Prof. Nathan Trainin (1922-1999)Born in Argentina Nathan graduated Medical school of the University of Cordoba and made Aliya to Israel in 1949 with his wife Zila. They settled in Kibuz Maabarot where he served as a rural physician, riding on horse, visiting settlements of new immigrants. He then served in the IDF as a physician. After release from service in 1956, he joined the Department of Experimental Biology of the Weizmann Institute, headed by Prof. Isaac Berenblum.

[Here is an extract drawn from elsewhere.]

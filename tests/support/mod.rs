pub mod dataset;
pub mod segprep_env;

He focused on cancer research, studying a possible two stage mechanism in experimental leukomogenesis, using radiation and chemicals such as Urethan. He then moved to study the function of thymic tissue in diffusion chambers implanted in neonatally thymectomized mice. This led him to discover a thymic humoral factor shown to prevent wasting and influencing lymphopoiesis in such mice. He then proceeded to characterize this factor focusing on its role in the development of cell-mediated immune competence. In collaboration with Prof. Yigal Burstein from the Department of Organic Chemistry, the Thymic Humoral Factor (THF) has been purified from calf thymus and sequenced as an octapeptide. Together with Prof. Rina Zaizov from the Dept. of Pediatric Oncology at the Beilinson hospital a beneficial effect of THF in immunosuppressed children with lymphoproliferative neoplasia and generalized varicella was observed. Furthermore, in collaboration with Prof. Shlomo Ben-Efraim from the Tel Aviv University medical school, it was discovered that THF repairs immunodeficiency of mice cured from plasmacytoma. With Dr. Marit Pecht it was found that THF potentiates myeloid colony formation in bone marrow of intact and neonatally thymectomized mice. He published more than 200 papers and reviews. This research has been interrupted by the untimely death of Nathan.
Besides his research conducted almost till his last days, Nathan contributed to the society, heading the Israel CancerAssociation and helping cancer patients with advice and empathy.